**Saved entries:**
=====

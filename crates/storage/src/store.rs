// SPDX-License-Identifier: BUSL-1.1
// Copyright (c) 2026 Alfred Jean LLC

//! Store handle and application registry operations.

use std::path::Path;
use std::sync::Arc;

use chrono::{DateTime, Utc};
use parking_lot::Mutex;
use rusqlite::Connection;
use sdv_core::{AppId, AppType, Application, Dependency, ExecutionId, LifecycleState};

use crate::rows;
use crate::schema;
use crate::StoreError;

/// Filter for [`Store::list_applications`].
#[derive(Debug, Clone, Default)]
pub struct AppFilter {
    pub status: Option<LifecycleState>,
    pub app_type: Option<AppType>,
    /// SQL LIKE pattern matched against the name (e.g. `%sensor%`).
    pub name_like: Option<String>,
}

/// One deploy-history entry.
#[derive(Debug, Clone, PartialEq)]
pub struct DeployRecord {
    pub app_id: AppId,
    pub execution_id: Option<ExecutionId>,
    pub action: String,
    pub detail: Option<String>,
    pub at: DateTime<Utc>,
}

/// Handle to the runtime database. Cheap to clone; all clones share one
/// connection behind a mutex.
#[derive(Clone)]
pub struct Store {
    pub(crate) conn: Arc<Mutex<Connection>>,
}

impl Store {
    /// Open (or create) the database at `path` and run migrations.
    pub fn open(path: &Path) -> Result<Self, StoreError> {
        if let Some(parent) = path.parent() {
            std::fs::create_dir_all(parent)?;
        }
        let mut conn = Connection::open(path)?;
        schema::migrate(&mut conn)?;
        Ok(Self { conn: Arc::new(Mutex::new(conn)) })
    }

    /// In-memory store for tests.
    pub fn open_in_memory() -> Result<Self, StoreError> {
        let mut conn = Connection::open_in_memory()?;
        schema::migrate(&mut conn)?;
        Ok(Self { conn: Arc::new(Mutex::new(conn)) })
    }

    /// Insert a new application and its initial runtime state.
    ///
    /// Fails with [`StoreError::Conflict`] when the id already exists; the
    /// caller decides whether to patch instead.
    pub fn insert_application(&self, app: &Application) -> Result<(), StoreError> {
        let mut conn = self.conn.lock();
        let tx = conn.transaction()?;

        let exists: bool = tx
            .query_row(
                "SELECT 1 FROM applications WHERE id = ?1",
                [app.id.as_str()],
                |_| Ok(()),
            )
            .map(|_| true)
            .or_else(|e| match e {
                rusqlite::Error::QueryReturnedNoRows => Ok(false),
                other => Err(other),
            })?;
        if exists {
            return Err(StoreError::Conflict(app.id.to_string()));
        }

        tx.execute(
            "INSERT INTO applications (id, name, description, version, app_type, code, \
             entry_point, binary_path, working_dir, args, env, python_deps, vehicle_signals, \
             data_path, config, status, auto_start, restart_policy, resources, created_at, \
             updated_at) \
             VALUES (?1, ?2, ?3, ?4, ?5, ?6, ?7, ?8, ?9, ?10, ?11, ?12, ?13, ?14, ?15, ?16, \
             ?17, ?18, ?19, ?20, ?21)",
            rusqlite::params![
                app.id.as_str(),
                app.name,
                app.description,
                app.version,
                app.app_type.as_str(),
                app.code,
                app.entry_point,
                app.binary_path,
                app.working_dir,
                rows::json_to_sql(&app.args)?,
                rows::json_to_sql(&app.env)?,
                rows::json_to_sql(&app.python_deps)?,
                rows::json_to_sql(&app.vehicle_signals)?,
                app.data_path.as_ref().map(|p| p.to_string_lossy().to_string()),
                rows::json_to_sql(&app.config)?,
                app.status.as_str(),
                app.auto_start as i64,
                app.restart_policy.as_str(),
                rows::json_to_sql(&app.resources)?,
                rows::ts_to_sql(app.created_at),
                rows::ts_to_sql(app.updated_at),
            ],
        )?;

        tx.execute(
            "INSERT INTO runtime_state (app_id, current_state) VALUES (?1, ?2)",
            rusqlite::params![app.id.as_str(), app.status.as_str()],
        )?;
        tx.execute(
            "INSERT INTO log_cursors (app_id, next_seq) VALUES (?1, 1)",
            [app.id.as_str()],
        )?;

        tx.commit()?;
        Ok(())
    }

    pub fn get_application(&self, id: &AppId) -> Result<Application, StoreError> {
        let conn = self.conn.lock();
        let sql = format!("SELECT {} FROM applications WHERE id = ?1", rows::APP_COLUMNS);
        let mut stmt = conn.prepare(&sql)?;
        let mut rows_iter = stmt.query([id.as_str()])?;
        match rows_iter.next()? {
            Some(row) => rows::application_from_row(row),
            None => Err(StoreError::NotFound(id.to_string())),
        }
    }

    /// Atomic partial update; bumps `updated_at`.
    pub fn update_application(
        &self,
        id: &AppId,
        patch: &sdv_core::ApplicationPatch,
        now: DateTime<Utc>,
    ) -> Result<Application, StoreError> {
        let mut conn = self.conn.lock();
        let tx = conn.transaction()?;

        let mut app = {
            let sql = format!("SELECT {} FROM applications WHERE id = ?1", rows::APP_COLUMNS);
            let mut stmt = tx.prepare(&sql)?;
            let mut rows_iter = stmt.query([id.as_str()])?;
            match rows_iter.next()? {
                Some(row) => rows::application_from_row(row)?,
                None => return Err(StoreError::NotFound(id.to_string())),
            }
        };

        apply_patch(&mut app, patch);
        app.updated_at = now;

        tx.execute(
            "UPDATE applications SET name = ?2, description = ?3, version = ?4, code = ?5, \
             entry_point = ?6, binary_path = ?7, working_dir = ?8, args = ?9, env = ?10, \
             python_deps = ?11, vehicle_signals = ?12, data_path = ?13, config = ?14, \
             status = ?15, auto_start = ?16, restart_policy = ?17, resources = ?18, \
             updated_at = ?19 WHERE id = ?1",
            rusqlite::params![
                id.as_str(),
                app.name,
                app.description,
                app.version,
                app.code,
                app.entry_point,
                app.binary_path,
                app.working_dir,
                rows::json_to_sql(&app.args)?,
                rows::json_to_sql(&app.env)?,
                rows::json_to_sql(&app.python_deps)?,
                rows::json_to_sql(&app.vehicle_signals)?,
                app.data_path.as_ref().map(|p| p.to_string_lossy().to_string()),
                rows::json_to_sql(&app.config)?,
                app.status.as_str(),
                app.auto_start as i64,
                app.restart_policy.as_str(),
                rows::json_to_sql(&app.resources)?,
                rows::ts_to_sql(app.updated_at),
            ],
        )?;

        // Keep runtime_state.current_state in step when the patch moves status.
        if let Some(status) = patch.status {
            tx.execute(
                "UPDATE runtime_state SET current_state = ?2 WHERE app_id = ?1",
                rusqlite::params![id.as_str(), status.as_str()],
            )?;
        }

        tx.commit()?;
        Ok(app)
    }

    /// Delete an application; cascades to runtime state, logs, dependencies,
    /// and deploy history.
    pub fn delete_application(&self, id: &AppId) -> Result<(), StoreError> {
        let conn = self.conn.lock();
        let changed = conn.execute("DELETE FROM applications WHERE id = ?1", [id.as_str()])?;
        if changed == 0 {
            return Err(StoreError::NotFound(id.to_string()));
        }
        Ok(())
    }

    pub fn list_applications(&self, filter: &AppFilter) -> Result<Vec<Application>, StoreError> {
        let conn = self.conn.lock();
        let mut sql = format!("SELECT {} FROM applications WHERE 1=1", rows::APP_COLUMNS);
        let mut params: Vec<Box<dyn rusqlite::ToSql>> = Vec::new();

        if let Some(status) = filter.status {
            sql.push_str(" AND status = ?");
            params.push(Box::new(status.as_str().to_string()));
        }
        if let Some(app_type) = filter.app_type {
            sql.push_str(" AND app_type = ?");
            params.push(Box::new(app_type.as_str().to_string()));
        }
        if let Some(pattern) = &filter.name_like {
            sql.push_str(" AND name LIKE ?");
            params.push(Box::new(pattern.clone()));
        }
        sql.push_str(" ORDER BY created_at, id");

        let mut stmt = conn.prepare(&sql)?;
        let param_refs: Vec<&dyn rusqlite::ToSql> = params.iter().map(|p| p.as_ref()).collect();
        let mut rows_iter = stmt.query(param_refs.as_slice())?;
        let mut apps = Vec::new();
        while let Some(row) = rows_iter.next()? {
            apps.push(rows::application_from_row(row)?);
        }
        Ok(apps)
    }

    /// Record a dependency for precheck reporting. Replaces an existing row
    /// with the same (app, kind, name).
    pub fn record_dependency(&self, dep: &Dependency) -> Result<(), StoreError> {
        let conn = self.conn.lock();
        conn.execute(
            "INSERT OR REPLACE INTO dependencies \
             (app_id, kind, name, version_spec, resolved_version) \
             VALUES (?1, ?2, ?3, ?4, ?5)",
            rusqlite::params![
                dep.app_id.as_str(),
                dep.kind.as_str(),
                dep.name,
                dep.version_spec,
                dep.resolved_version,
            ],
        )?;
        Ok(())
    }

    pub fn list_dependencies(&self, app_id: &AppId) -> Result<Vec<Dependency>, StoreError> {
        let conn = self.conn.lock();
        let mut stmt = conn.prepare(
            "SELECT app_id, kind, name, version_spec, resolved_version \
             FROM dependencies WHERE app_id = ?1 ORDER BY kind, name",
        )?;
        let mut rows_iter = stmt.query([app_id.as_str()])?;
        let mut deps = Vec::new();
        while let Some(row) = rows_iter.next()? {
            let app_id: String = row.get(0)?;
            let kind: String = row.get(1)?;
            deps.push(Dependency {
                app_id: rows::app_id_from_sql(&app_id)?,
                kind: kind.parse().map_err(StoreError::Corrupt)?,
                name: row.get(2)?,
                version_spec: row.get(3)?,
                resolved_version: row.get(4)?,
            });
        }
        Ok(deps)
    }

    /// Append a deploy-history entry.
    pub fn record_deploy(
        &self,
        app_id: &AppId,
        execution_id: Option<&ExecutionId>,
        action: &str,
        detail: Option<&str>,
        at: DateTime<Utc>,
    ) -> Result<(), StoreError> {
        let conn = self.conn.lock();
        conn.execute(
            "INSERT INTO deploy_history (app_id, execution_id, action, detail, at) \
             VALUES (?1, ?2, ?3, ?4, ?5)",
            rusqlite::params![
                app_id.as_str(),
                execution_id.map(|e| e.as_str().to_string()),
                action,
                detail,
                rows::ts_to_sql(at),
            ],
        )?;
        Ok(())
    }

    pub fn list_deploy_history(
        &self,
        app_id: &AppId,
        limit: usize,
    ) -> Result<Vec<DeployRecord>, StoreError> {
        let conn = self.conn.lock();
        let mut stmt = conn.prepare(
            "SELECT app_id, execution_id, action, detail, at FROM deploy_history \
             WHERE app_id = ?1 ORDER BY id DESC LIMIT ?2",
        )?;
        let mut rows_iter = stmt.query(rusqlite::params![app_id.as_str(), limit as i64])?;
        let mut records = Vec::new();
        while let Some(row) = rows_iter.next()? {
            let app_id: String = row.get(0)?;
            let execution_id: Option<String> = row.get(1)?;
            let at: String = row.get(4)?;
            records.push(DeployRecord {
                app_id: rows::app_id_from_sql(&app_id)?,
                execution_id: execution_id.map(ExecutionId::from_string),
                action: row.get(2)?,
                detail: row.get(3)?,
                at: rows::ts_from_sql(&at)?,
            });
        }
        Ok(records)
    }
}

fn apply_patch(app: &mut Application, patch: &sdv_core::ApplicationPatch) {
    if let Some(v) = &patch.name {
        app.name = v.clone();
    }
    if let Some(v) = &patch.description {
        app.description = Some(v.clone());
    }
    if let Some(v) = &patch.version {
        app.version = Some(v.clone());
    }
    if let Some(v) = &patch.code {
        app.code = Some(v.clone());
    }
    if let Some(v) = &patch.entry_point {
        app.entry_point = Some(v.clone());
    }
    if let Some(v) = &patch.binary_path {
        app.binary_path = Some(v.clone());
    }
    if let Some(v) = &patch.working_dir {
        app.working_dir = Some(v.clone());
    }
    if let Some(v) = &patch.args {
        app.args = v.clone();
    }
    if let Some(v) = &patch.env {
        app.env = v.clone();
    }
    if let Some(v) = &patch.python_deps {
        app.python_deps = v.clone();
    }
    if let Some(v) = &patch.vehicle_signals {
        app.vehicle_signals = v.clone();
    }
    if let Some(v) = &patch.data_path {
        app.data_path = v.clone();
    }
    if let Some(v) = &patch.config {
        app.config = v.clone();
    }
    if let Some(v) = patch.status {
        app.status = v;
    }
    if let Some(v) = patch.auto_start {
        app.auto_start = v;
    }
    if let Some(v) = patch.restart_policy {
        app.restart_policy = v;
    }
    if let Some(v) = patch.resources {
        app.resources = v;
    }
}

#[cfg(test)]
#[path = "store_tests.rs"]
pub(crate) mod tests;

=====

**Exercise prompt:** Your response should be made up of the lines in the data that contain the word "resources".

**Response to the task:**
             data_path, config, status, auto_start, restart_policy, resources, created_at, \
                rows::json_to_sql(&app.resources)?,
             status = ?15, auto_start = ?16, restart_policy = ?17, resources = ?18, \
                rows::json_to_sql(&app.resources)?,
    if let Some(v) = patch.resources {
        app.resources = v;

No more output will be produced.